300g pork fillets/chicken breast 6 large spring onions

200g Chinese lettuce 1tsp ginger puree

1 tbsp Rice wine 3 heads of Bok Choi

100g bean sprouts 1.5l of chicken stock

2tbsp light soy sauce 200g thin egg noodles

-Grill pork until cooked and slice thinly (ensuring even in width) There should be no blood and meat should be white.

- shred chinese lettuce

- slice bean sprouts and bok choi ensure there is some chunk to them but not massive

- boil noodles until cooked

- bring chicken stock to the boil and add: ginger, soy sauce, rice wine and meat.

- Then add greens heating them through this will take approx 2 minutes.

Thursday 16 December 2010

Cinnamon Toast

Bread

Butter

Cinnamon powder

granulated sugar

- OK to start with toast your bread.

- spread the butter ontop and wait for it to melt

- sprinkle as much sugar as you like

- sprinkle cinnamon on (not too much though otherwise its over powering)

- enjoy!!

Thursday 23 September 2010

Turkey soup

1 shredded chilli
1 small red onion peeled and thinly sliced
2 tbsp of rice wine vinegar
500ml of vegtable or chicken stock
2 tbsp soy sauce
4 spring oinions sliced
4 large sliced cooked turkey chopped or shredded
100g noodles

- put chilli, onion and stock in pan and simmer for 3 minutes

- add vinegar and soy sauce

- add spring onions and cook for 1 minute

- cook noodles and put in bowel with turkey then add soup

japanese dumplings

pastry

100g flour
85ml of water

Filling

150g minced pork
2 spring onions
2 cloves of garlic
30g ginger chopped
3 tbsp of rice wine vinegar
2 tbsp sesame oil
4 tbsp of soy sauce
salt & pepper

Sauce

1/2 a very small cup of soy sauce
5 tbsp of rice wine vinnegar
1 tbsp sesame oil
1 tsp chilli powder

- mix pastry ingrediants and make a paste cover with damp cloth and leave to stand for 15 minutes.

- Roll it out thin and cut discs outapprox 10cm

- Finally chop garlic and ginger leave in container with minced pork. Pour in rice wine, sesame oil and soy sauce and season. Leave to stand for an hour.

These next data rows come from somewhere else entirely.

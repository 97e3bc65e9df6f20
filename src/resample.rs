//! Regular grid resampling of profile tables.
//!
//! A depth cast logs readings at whatever depths the sonde passed through.
//! This module lays a uniform grid over the observed index range, averages
//! readings that share an index value and interpolates every numeric
//! column linearly onto the grid. Grid points outside the observed range
//! are left null.

use crate::config::ResampleOptions;
use crate::constants::MAX_GRID_POINTS;
use crate::error::{KorexoError, Result};
use polars::prelude::*;
use tracing::debug;

/// Resample every numeric column of `df` onto a regular grid of `index_column`.
///
/// The output starts with the grid itself under the index column name,
/// followed by one Float64 column per numeric input column. Non-numeric
/// columns are dropped.
pub fn resample(df: &DataFrame, index_column: &str, options: &ResampleOptions) -> Result<DataFrame> {
    options.validate()?;

    let index = df
        .column(index_column)
        .map_err(|_| KorexoError::MissingColumn {
            name: index_column.to_string(),
        })?
        .as_materialized_series();

    if !index.dtype().is_primitive_numeric() {
        return Err(KorexoError::invalid_resample(format!(
            "index column '{}' has non-numeric type {}",
            index_column,
            index.dtype()
        )));
    }

    let index_values = finite_values(index)?;
    let (min, max) = observed_range(&index_values).ok_or_else(|| {
        KorexoError::invalid_resample(format!(
            "index column '{}' has no finite values",
            index_column
        ))
    })?;

    let grid = build_grid(min, max, options)?;
    debug!(
        "Resampling on '{}': observed [{}, {}], grid [{}, {}] with {} points",
        index_column,
        min,
        max,
        grid.first().copied().unwrap_or(f64::NAN),
        grid.last().copied().unwrap_or(f64::NAN),
        grid.len()
    );

    let mut columns = vec![Column::new(index_column.into(), grid.as_slice())];

    for column in df.get_columns() {
        if column.name().as_str() == index_column || !column.dtype().is_primitive_numeric() {
            continue;
        }

        let values = finite_values(column.as_materialized_series())?;
        let (xs, ys) = group_means(&index_values, &values);
        let resampled: Vec<Option<f64>> = grid.iter().map(|&x| interpolate(&xs, &ys, x)).collect();

        columns.push(Column::new(column.name().clone(), resampled));
    }

    Ok(DataFrame::new(columns)?)
}

/// Values as f64, with nulls and non-finite entries as `None`
fn finite_values(series: &Series) -> Result<Vec<Option<f64>>> {
    let floats = series.cast(&DataType::Float64)?;
    Ok(floats
        .f64()?
        .into_iter()
        .map(|v| v.filter(|x| x.is_finite()))
        .collect())
}

fn observed_range(values: &[Option<f64>]) -> Option<(f64, f64)> {
    values.iter().flatten().fold(None, |range, &v| match range {
        None => Some((v, v)),
        Some((lo, hi)) => Some((lo.min(v), hi.max(v))),
    })
}

/// Round half to even at `precision` decimal places
fn round_to(value: f64, precision: i32) -> f64 {
    let scale = 10f64.powi(precision);
    (value * scale).round_ties_even() / scale
}

/// Step-aligned grid bounds enclosing `[min, max]`.
///
/// Starting one unit outside the rounded extreme, walk towards the data
/// in `step` increments until reaching it, then step back out once.
pub fn grid_bounds(min: f64, max: f64, options: &ResampleOptions) -> Result<(f64, f64)> {
    let step = options.step;
    let lo_start = min.round_ties_even() - 1.0;
    let hi_start = max.round_ties_even() + 1.0;
    check_walk(lo_start, hi_start, step)?;

    let mut lo = lo_start;
    while lo < min {
        lo += step;
    }
    let lo = round_to(lo - step, options.precision);

    let mut hi = hi_start;
    while hi > max {
        hi -= step;
    }
    let hi = round_to(hi + step, options.precision);

    Ok((lo, hi))
}

/// Both walks must move at every step and stay within the grid size limit
fn check_walk(lo_start: f64, hi_start: f64, step: f64) -> Result<()> {
    if lo_start + step == lo_start || hi_start - step == hi_start {
        return Err(KorexoError::invalid_resample(format!(
            "step {} is below the resolution of index values near {}",
            step,
            lo_start.abs().max(hi_start.abs())
        )));
    }

    let points = (hi_start - lo_start) / step;
    if points > MAX_GRID_POINTS as f64 {
        return Err(KorexoError::invalid_resample(format!(
            "step {} over [{}, {}] needs more than {} grid points",
            step, lo_start, hi_start, MAX_GRID_POINTS
        )));
    }
    Ok(())
}

/// Evenly spaced grid from the aligned bounds, both ends included
pub fn build_grid(min: f64, max: f64, options: &ResampleOptions) -> Result<Vec<f64>> {
    let (lo, hi) = grid_bounds(min, max, options)?;

    // The bounds sit on the step lattice, so the ratio is integral up to rounding error
    let intervals = ((hi - lo) / options.step).round().max(0.0) as usize;
    if intervals == 0 {
        return Ok(vec![lo]);
    }

    let spacing = (hi - lo) / intervals as f64;
    let mut grid: Vec<f64> = (0..intervals).map(|i| lo + i as f64 * spacing).collect();
    grid.push(hi);
    Ok(grid)
}

/// Mean of `values` per distinct index value, sorted by index
fn group_means(index: &[Option<f64>], values: &[Option<f64>]) -> (Vec<f64>, Vec<f64>) {
    let mut pairs: Vec<(f64, f64)> = index
        .iter()
        .zip(values)
        .filter_map(|(x, y)| Some(((*x)?, (*y)?)))
        .collect();
    pairs.sort_by(|a, b| a.0.total_cmp(&b.0));

    let mut xs = Vec::new();
    let mut ys = Vec::new();
    let mut i = 0;
    while i < pairs.len() {
        let x = pairs[i].0;
        let mut sum = 0.0;
        let mut count = 0usize;
        while i < pairs.len() && pairs[i].0 == x {
            sum += pairs[i].1;
            count += 1;
            i += 1;
        }
        xs.push(x);
        ys.push(sum / count as f64);
    }
    (xs, ys)
}

/// Linear interpolation at `x`; `None` outside `[xs[0], xs[last]]`
fn interpolate(xs: &[f64], ys: &[f64], x: f64) -> Option<f64> {
    let (&first, &last) = (xs.first()?, xs.last()?);
    if !(first..=last).contains(&x) {
        return None;
    }

    let upper = xs.partition_point(|&v| v < x);
    if xs[upper] == x {
        return Some(ys[upper]);
    }

    let lower = upper - 1;
    let fraction = (x - xs[lower]) / (xs[upper] - xs[lower]);
    Some(ys[lower] + fraction * (ys[upper] - ys[lower]))
}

- Place a tbsp of filling in the middle of the disc fold in half and seal it using a few drops of water around the edge.

- when you've made all your parcels boil water in a pan, add parcels cover with lid and leave for 3 minutes then fry them in a small amount of oil until golden brown.

Tagliatelle carbonara

400g egg tagliatelle
300g prosciutto (for those on a tight budget bacon works well with this meal)
100g butter
200ml white wine
6 egg yolks
50g parmesan
oil

- cook bacon or 2/3 prosciutto and fry for a bit in a big pan.

- Add 1/2 butter, all the wine.

- in a bowel mix egg yolk with cheese season.

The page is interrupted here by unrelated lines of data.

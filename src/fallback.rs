//! Fallible transforms with a defined fallback value.

use std::fmt::Display;

/// Result of [`attempt_or`]: the attempted value, or the fallback and the
/// error that caused it
#[derive(Debug, Clone, PartialEq)]
pub enum Outcome<T, E> {
    Attempted(T),
    FellBack { value: T, error: E },
}

impl<T, E: Display> Outcome<T, E> {
    pub fn value(&self) -> &T {
        match self {
            Outcome::Attempted(value) | Outcome::FellBack { value, .. } => value,
        }
    }

    pub fn into_value(self) -> T {
        match self {
            Outcome::Attempted(value) | Outcome::FellBack { value, .. } => value,
        }
    }

    /// The reason the fallback was taken, if it was
    pub fn failure(&self) -> Option<String> {
        match self {
            Outcome::Attempted(_) => None,
            Outcome::FellBack { error, .. } => Some(error.to_string()),
        }
    }
}

/// Run `attempt`; on error use `fallback` and keep the error for reporting
pub fn attempt_or<T, E, A, F>(attempt: A, fallback: F) -> Outcome<T, E>
where
    A: FnOnce() -> Result<T, E>,
    F: FnOnce() -> T,
{
    match attempt() {
        Ok(value) => Outcome::Attempted(value),
        Err(error) => Outcome::FellBack {
            value: fallback(),
            error,
        },
    }
}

- cook tagliatelle in boiling water once cooked drain and save 1 tbsp of the water.

- add pasta to the bacon/prosciutto stir in egg mixture letting the heat from the pasta cook the egg.

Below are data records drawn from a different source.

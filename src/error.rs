//! Error handling for KorEXO profile reading.
//!
//! Provides error types with context for decoding, preamble scanning,
//! table loading, column mapping and resampling failures.

use std::path::PathBuf;
use thiserror::Error;

#[derive(Error, Debug)]
pub enum KorexoError {
    #[error("IO error: {0}")]
    Io(#[from] std::io::Error),

    #[error("Polars error: {0}")]
    Polars(#[from] polars::error::PolarsError),

    #[error("Unknown text encoding label: {label}")]
    UnknownEncoding { label: String },

    #[error("Could not decode {path} as {encoding}: {reason}")]
    Decode {
        path: PathBuf,
        encoding: String,
        reason: String,
    },

    #[error("Malformed file: {path} - {reason}")]
    MalformedFile { path: PathBuf, reason: String },

    #[error("Metadata row '{row}' has {found} values but the header names {expected} sensor parameters")]
    MetadataMismatch {
        row: &'static str,
        expected: usize,
        found: usize,
    },

    #[error("Invalid numeric token '{token}' in metadata row")]
    InvalidNumber { token: String },

    #[error("Column not found: {name}")]
    MissingColumn { name: String },

    #[error("Could not parse timestamp '{value}' (expected %Y-%m-%d %H:%M:%S): {source}")]
    TimestampParse {
        value: String,
        #[source]
        source: chrono::ParseError,
    },

    #[error("Invalid resample request: {reason}")]
    InvalidResample { reason: String },

    #[error("Configuration error: {message}")]
    Configuration { message: String },
}

impl KorexoError {
    /// Build a malformed-file error for a path
    pub fn malformed(path: impl Into<PathBuf>, reason: impl Into<String>) -> Self {
        Self::MalformedFile {
            path: path.into(),
            reason: reason.into(),
        }
    }

    /// Build a resample error
    pub fn invalid_resample(reason: impl Into<String>) -> Self {
        Self::InvalidResample {
            reason: reason.into(),
        }
    }
}

pub type Result<T> = std::result::Result<T, KorexoError>;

- if the sauce seems too thick add the water you saved later and serve

Raspberry soup & vanilla cream

100ml water
25g caster sugar
4 tbsp icing sugar
1 lemon juice
500g raspberries
200ml double cream
1 lemon grass stick
thumb size of root ginger
vanilla pod or 4 tsp of vanilla essance

- bring water and sugar to the boil in a pan.

- roughly chop ginger (remove skin) remove outter layer from lemongrass and chop and add it, add vanilla pod/ 2 tsp of essance if you use a pod then remove the seeds and keep them for later, Remove pan from the heat.

- Whip the double cream with icing sugar and vanilla seeds or 2 tsp of essance.

- Crush 350g of raspberries with 2 tbsp of icing sugar and lemon juice.

- using the cool liquid stir it through and after 10 minutes and sieve it onto a bowel then put in the fridge to chill.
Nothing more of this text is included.